# INPUT DATA:
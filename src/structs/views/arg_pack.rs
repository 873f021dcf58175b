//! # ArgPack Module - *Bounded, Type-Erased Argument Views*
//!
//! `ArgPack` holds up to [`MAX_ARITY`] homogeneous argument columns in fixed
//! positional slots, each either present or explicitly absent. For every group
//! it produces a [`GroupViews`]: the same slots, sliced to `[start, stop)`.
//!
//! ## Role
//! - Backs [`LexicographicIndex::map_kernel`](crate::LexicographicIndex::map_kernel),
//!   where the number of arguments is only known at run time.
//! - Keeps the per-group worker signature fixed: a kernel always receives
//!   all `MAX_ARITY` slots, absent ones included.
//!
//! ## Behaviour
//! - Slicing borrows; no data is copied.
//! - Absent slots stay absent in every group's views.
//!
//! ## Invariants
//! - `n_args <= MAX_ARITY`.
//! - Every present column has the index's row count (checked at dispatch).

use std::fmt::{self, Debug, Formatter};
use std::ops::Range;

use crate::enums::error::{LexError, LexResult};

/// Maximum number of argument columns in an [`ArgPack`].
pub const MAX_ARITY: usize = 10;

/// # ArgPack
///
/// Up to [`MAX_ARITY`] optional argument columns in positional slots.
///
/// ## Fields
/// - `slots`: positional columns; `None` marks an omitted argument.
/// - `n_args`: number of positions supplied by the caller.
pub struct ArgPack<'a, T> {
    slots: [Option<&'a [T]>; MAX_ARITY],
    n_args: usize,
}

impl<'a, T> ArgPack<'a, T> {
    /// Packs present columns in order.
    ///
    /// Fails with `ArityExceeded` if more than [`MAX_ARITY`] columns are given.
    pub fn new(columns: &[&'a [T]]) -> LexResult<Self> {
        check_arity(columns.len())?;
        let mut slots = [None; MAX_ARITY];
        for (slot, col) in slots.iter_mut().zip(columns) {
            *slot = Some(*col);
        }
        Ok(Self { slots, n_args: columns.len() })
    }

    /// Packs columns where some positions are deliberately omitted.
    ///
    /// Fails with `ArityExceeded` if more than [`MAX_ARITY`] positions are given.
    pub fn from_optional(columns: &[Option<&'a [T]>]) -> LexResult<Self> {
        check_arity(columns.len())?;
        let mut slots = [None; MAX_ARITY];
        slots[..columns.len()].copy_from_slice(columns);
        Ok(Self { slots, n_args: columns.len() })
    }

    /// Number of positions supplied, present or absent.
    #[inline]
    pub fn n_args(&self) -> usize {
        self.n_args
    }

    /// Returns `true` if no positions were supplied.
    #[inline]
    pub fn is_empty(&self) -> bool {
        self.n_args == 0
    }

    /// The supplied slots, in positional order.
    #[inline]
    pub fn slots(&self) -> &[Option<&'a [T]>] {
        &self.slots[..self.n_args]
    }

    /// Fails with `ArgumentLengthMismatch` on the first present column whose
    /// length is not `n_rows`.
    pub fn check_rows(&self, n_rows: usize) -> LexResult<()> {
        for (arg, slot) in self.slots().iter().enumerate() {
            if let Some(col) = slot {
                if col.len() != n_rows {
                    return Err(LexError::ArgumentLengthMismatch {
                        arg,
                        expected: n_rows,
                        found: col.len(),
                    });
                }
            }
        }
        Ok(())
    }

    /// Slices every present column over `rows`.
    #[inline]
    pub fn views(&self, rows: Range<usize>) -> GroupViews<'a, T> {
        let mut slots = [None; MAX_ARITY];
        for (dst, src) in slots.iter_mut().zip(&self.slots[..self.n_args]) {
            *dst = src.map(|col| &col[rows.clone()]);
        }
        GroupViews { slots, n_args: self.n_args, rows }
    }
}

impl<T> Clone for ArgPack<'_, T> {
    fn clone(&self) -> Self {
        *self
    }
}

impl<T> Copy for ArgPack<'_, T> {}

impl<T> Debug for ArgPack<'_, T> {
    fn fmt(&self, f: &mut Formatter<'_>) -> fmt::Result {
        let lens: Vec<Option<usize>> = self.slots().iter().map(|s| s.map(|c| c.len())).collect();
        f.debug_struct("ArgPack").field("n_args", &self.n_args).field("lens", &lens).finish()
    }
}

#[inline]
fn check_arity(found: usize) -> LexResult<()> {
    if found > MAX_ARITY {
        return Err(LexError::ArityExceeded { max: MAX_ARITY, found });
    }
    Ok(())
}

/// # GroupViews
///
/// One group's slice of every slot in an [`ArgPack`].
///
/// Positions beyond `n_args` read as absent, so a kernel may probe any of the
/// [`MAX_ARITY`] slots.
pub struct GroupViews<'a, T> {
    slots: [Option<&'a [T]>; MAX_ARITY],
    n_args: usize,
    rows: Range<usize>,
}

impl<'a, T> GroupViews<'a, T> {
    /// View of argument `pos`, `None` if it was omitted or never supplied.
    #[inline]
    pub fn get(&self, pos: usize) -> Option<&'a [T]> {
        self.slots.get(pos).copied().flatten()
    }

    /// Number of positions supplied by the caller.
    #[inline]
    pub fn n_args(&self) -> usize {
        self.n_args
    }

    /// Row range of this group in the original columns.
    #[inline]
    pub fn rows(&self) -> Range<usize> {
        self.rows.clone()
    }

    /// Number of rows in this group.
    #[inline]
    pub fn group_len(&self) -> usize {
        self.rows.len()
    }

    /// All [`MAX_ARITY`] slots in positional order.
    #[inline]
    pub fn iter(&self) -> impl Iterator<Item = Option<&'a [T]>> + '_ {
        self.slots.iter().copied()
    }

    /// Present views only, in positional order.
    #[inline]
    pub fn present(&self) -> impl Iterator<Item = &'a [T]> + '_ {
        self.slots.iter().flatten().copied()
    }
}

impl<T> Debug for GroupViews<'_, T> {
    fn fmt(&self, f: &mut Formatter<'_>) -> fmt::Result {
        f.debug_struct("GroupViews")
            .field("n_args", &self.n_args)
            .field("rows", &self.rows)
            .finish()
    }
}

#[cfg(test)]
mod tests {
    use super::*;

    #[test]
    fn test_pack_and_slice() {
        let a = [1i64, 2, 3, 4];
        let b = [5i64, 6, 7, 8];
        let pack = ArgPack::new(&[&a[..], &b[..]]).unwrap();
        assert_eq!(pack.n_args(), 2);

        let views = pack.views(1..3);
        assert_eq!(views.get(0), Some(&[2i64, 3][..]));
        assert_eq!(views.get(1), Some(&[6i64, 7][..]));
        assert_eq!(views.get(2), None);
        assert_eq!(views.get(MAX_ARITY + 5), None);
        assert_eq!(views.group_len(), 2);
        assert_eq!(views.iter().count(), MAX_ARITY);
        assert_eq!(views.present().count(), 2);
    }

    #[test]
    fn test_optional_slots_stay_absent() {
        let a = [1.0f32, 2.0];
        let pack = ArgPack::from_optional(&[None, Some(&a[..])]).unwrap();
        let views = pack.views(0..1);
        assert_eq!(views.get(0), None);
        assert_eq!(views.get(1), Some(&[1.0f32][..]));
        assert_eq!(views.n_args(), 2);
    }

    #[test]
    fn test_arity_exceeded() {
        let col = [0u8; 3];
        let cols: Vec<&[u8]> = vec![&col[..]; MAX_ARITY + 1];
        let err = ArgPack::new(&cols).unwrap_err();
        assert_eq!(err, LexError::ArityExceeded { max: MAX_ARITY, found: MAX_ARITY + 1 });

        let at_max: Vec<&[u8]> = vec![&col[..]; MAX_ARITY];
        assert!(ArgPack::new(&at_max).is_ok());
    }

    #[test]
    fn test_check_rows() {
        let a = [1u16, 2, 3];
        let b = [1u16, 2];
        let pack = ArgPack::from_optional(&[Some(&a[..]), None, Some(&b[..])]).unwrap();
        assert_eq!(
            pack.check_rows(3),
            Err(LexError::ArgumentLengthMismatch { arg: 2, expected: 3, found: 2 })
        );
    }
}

# EXERCISE:
The whole of the data above must be given again, unaltered and complete.

# ANSWER FOR THIS EXERCISE:
filename src/structs/views/arg_pack.rs
repository 873f021dcf58175b
//! # ArgPack Module - *Bounded, Type-Erased Argument Views*
//!
//! `ArgPack` holds up to [`MAX_ARITY`] homogeneous argument columns in fixed
//! positional slots, each either present or explicitly absent. For every group
//! it produces a [`GroupViews`]: the same slots, sliced to `[start, stop)`.
//!
//! ## Role
//! - Backs [`LexicographicIndex::map_kernel`](crate::LexicographicIndex::map_kernel),
//!   where the number of arguments is only known at run time.
//! - Keeps the per-group worker signature fixed: a kernel always receives
//!   all `MAX_ARITY` slots, absent ones included.
//!
//! ## Behaviour
//! - Slicing borrows; no data is copied.
//! - Absent slots stay absent in every group's views.
//!
//! ## Invariants
//! - `n_args <= MAX_ARITY`.
//! - Every present column has the index's row count (checked at dispatch).

use std::fmt::{self, Debug, Formatter};
use std::ops::Range;

use crate::enums::error::{LexError, LexResult};

/// Maximum number of argument columns in an [`ArgPack`].
pub const MAX_ARITY: usize = 10;

/// # ArgPack
///
/// Up to [`MAX_ARITY`] optional argument columns in positional slots.
///
/// ## Fields
/// - `slots`: positional columns; `None` marks an omitted argument.
/// - `n_args`: number of positions supplied by the caller.
pub struct ArgPack<'a, T> {
    slots: [Option<&'a [T]>; MAX_ARITY],
    n_args: usize,
}

impl<'a, T> ArgPack<'a, T> {
    /// Packs present columns in order.
    ///
    /// Fails with `ArityExceeded` if more than [`MAX_ARITY`] columns are given.
    pub fn new(columns: &[&'a [T]]) -> LexResult<Self> {
        check_arity(columns.len())?;
        let mut slots = [None; MAX_ARITY];
        for (slot, col) in slots.iter_mut().zip(columns) {
            *slot = Some(*col);
        }
        Ok(Self { slots, n_args: columns.len() })
    }

    /// Packs columns where some positions are deliberately omitted.
    ///
    /// Fails with `ArityExceeded` if more than [`MAX_ARITY`] positions are given.
    pub fn from_optional(columns: &[Option<&'a [T]>]) -> LexResult<Self> {
        check_arity(columns.len())?;
        let mut slots = [None; MAX_ARITY];
        slots[..columns.len()].copy_from_slice(columns);
        Ok(Self { slots, n_args: columns.len() })
    }

    /// Number of positions supplied, present or absent.
    #[inline]
    pub fn n_args(&self) -> usize {
        self.n_args
    }

    /// Returns `true` if no positions were supplied.
    #[inline]
    pub fn is_empty(&self) -> bool {
        self.n_args == 0
    }

    /// The supplied slots, in positional order.
    #[inline]
    pub fn slots(&self) -> &[Option<&'a [T]>] {
        &self.slots[..self.n_args]
    }

    /// Fails with `ArgumentLengthMismatch` on the first present column whose
    /// length is not `n_rows`.
    pub fn check_rows(&self, n_rows: usize) -> LexResult<()> {
        for (arg, slot) in self.slots().iter().enumerate() {
            if let Some(col) = slot {
                if col.len() != n_rows {
                    return Err(LexError::ArgumentLengthMismatch {
                        arg,
                        expected: n_rows,
                        found: col.len(),
                    });
                }
            }
        }
        Ok(())
    }

    /// Slices every present column over `rows`.
    #[inline]
    pub fn views(&self, rows: Range<usize>) -> GroupViews<'a, T> {
        let mut slots = [None; MAX_ARITY];
        for (dst, src) in slots.iter_mut().zip(&self.slots[..self.n_args]) {
            *dst = src.map(|col| &col[rows.clone()]);
        }
        GroupViews { slots, n_args: self.n_args, rows }
    }
}

impl<T> Clone for ArgPack<'_, T> {
    fn clone(&self) -> Self {
        *self
    }
}

impl<T> Copy for ArgPack<'_, T> {}

impl<T> Debug for ArgPack<'_, T> {
    fn fmt(&self, f: &mut Formatter<'_>) -> fmt::Result {
        let lens: Vec<Option<usize>> = self.slots().iter().map(|s| s.map(|c| c.len())).collect();
        f.debug_struct("ArgPack").field("n_args", &self.n_args).field("lens", &lens).finish()
    }
}

#[inline]
fn check_arity(found: usize) -> LexResult<()> {
    if found > MAX_ARITY {
        return Err(LexError::ArityExceeded { max: MAX_ARITY, found });
    }
    Ok(())
}

/// # GroupViews
///
/// One group's slice of every slot in an [`ArgPack`].
///
/// Positions beyond `n_args` read as absent, so a kernel may probe any of the
/// [`MAX_ARITY`] slots.
pub struct GroupViews<'a, T> {
    slots: [Option<&'a [T]>; MAX_ARITY],
    n_args: usize,
    rows: Range<usize>,
}

impl<'a, T> GroupViews<'a, T> {
    /// View of argument `pos`, `None` if it was omitted or never supplied.
    #[inline]
    pub fn get(&self, pos: usize) -> Option<&'a [T]> {
        self.slots.get(pos).copied().flatten()
    }

    /// Number of positions supplied by the caller.
    #[inline]
    pub fn n_args(&self) -> usize {
        self.n_args
    }

    /// Row range of this group in the original columns.
    #[inline]
    pub fn rows(&self) -> Range<usize> {
        self.rows.clone()
    }

    /// Number of rows in this group.
    #[inline]
    pub fn group_len(&self) -> usize {
        self.rows.len()
    }

    /// All [`MAX_ARITY`] slots in positional order.
    #[inline]
    pub fn iter(&self) -> impl Iterator<Item = Option<&'a [T]>> + '_ {
        self.slots.iter().copied()
    }

    /// Present views only, in positional order.
    #[inline]
    pub fn present(&self) -> impl Iterator<Item = &'a [T]> + '_ {
        self.slots.iter().flatten().copied()
    }
}

impl<T> Debug for GroupViews<'_, T> {
    fn fmt(&self, f: &mut Formatter<'_>) -> fmt::Result {
        f.debug_struct("GroupViews")
            .field("n_args", &self.n_args)
            .field("rows", &self.rows)
            .finish()
    }
}

#[cfg(test)]
mod tests {
    use super::*;

    #[test]
    fn test_pack_and_slice() {
        let a = [1i64, 2, 3, 4];
        let b = [5i64, 6, 7, 8];
        let pack = ArgPack::new(&[&a[..], &b[..]]).unwrap();
        assert_eq!(pack.n_args(), 2);

        let views = pack.views(1..3);
        assert_eq!(views.get(0), Some(&[2i64, 3][..]));
        assert_eq!(views.get(1), Some(&[6i64, 7][..]));
        assert_eq!(views.get(2), None);
        assert_eq!(views.get(MAX_ARITY + 5), None);
        assert_eq!(views.group_len(), 2);
        assert_eq!(views.iter().count(), MAX_ARITY);
        assert_eq!(views.present().count(), 2);
    }

    #[test]
    fn test_optional_slots_stay_absent() {
        let a = [1.0f32, 2.0];
        let pack = ArgPack::from_optional(&[None, Some(&a[..])]).unwrap();
        let views = pack.views(0..1);
        assert_eq!(views.get(0), None);
        assert_eq!(views.get(1), Some(&[1.0f32][..]));
        assert_eq!(views.n_args(), 2);
    }

    #[test]
    fn test_arity_exceeded() {
        let col = [0u8; 3];
        let cols: Vec<&[u8]> = vec![&col[..]; MAX_ARITY + 1];
        let err = ArgPack::new(&cols).unwrap_err();
        assert_eq!(err, LexError::ArityExceeded { max: MAX_ARITY, found: MAX_ARITY + 1 });

        let at_max: Vec<&[u8]> = vec![&col[..]; MAX_ARITY];
        assert!(ArgPack::new(&at_max).is_ok());
    }

    #[test]
    fn test_check_rows() {
        let a = [1u16, 2, 3];
        let b = [1u16, 2];
        let pack = ArgPack::from_optional(&[Some(&a[..]), None, Some(&b[..])]).unwrap();
        assert_eq!(
            pack.check_rows(3),
            Err(LexError::ArgumentLengthMismatch { arg: 2, expected: 3, found: 2 })
        );
    }
}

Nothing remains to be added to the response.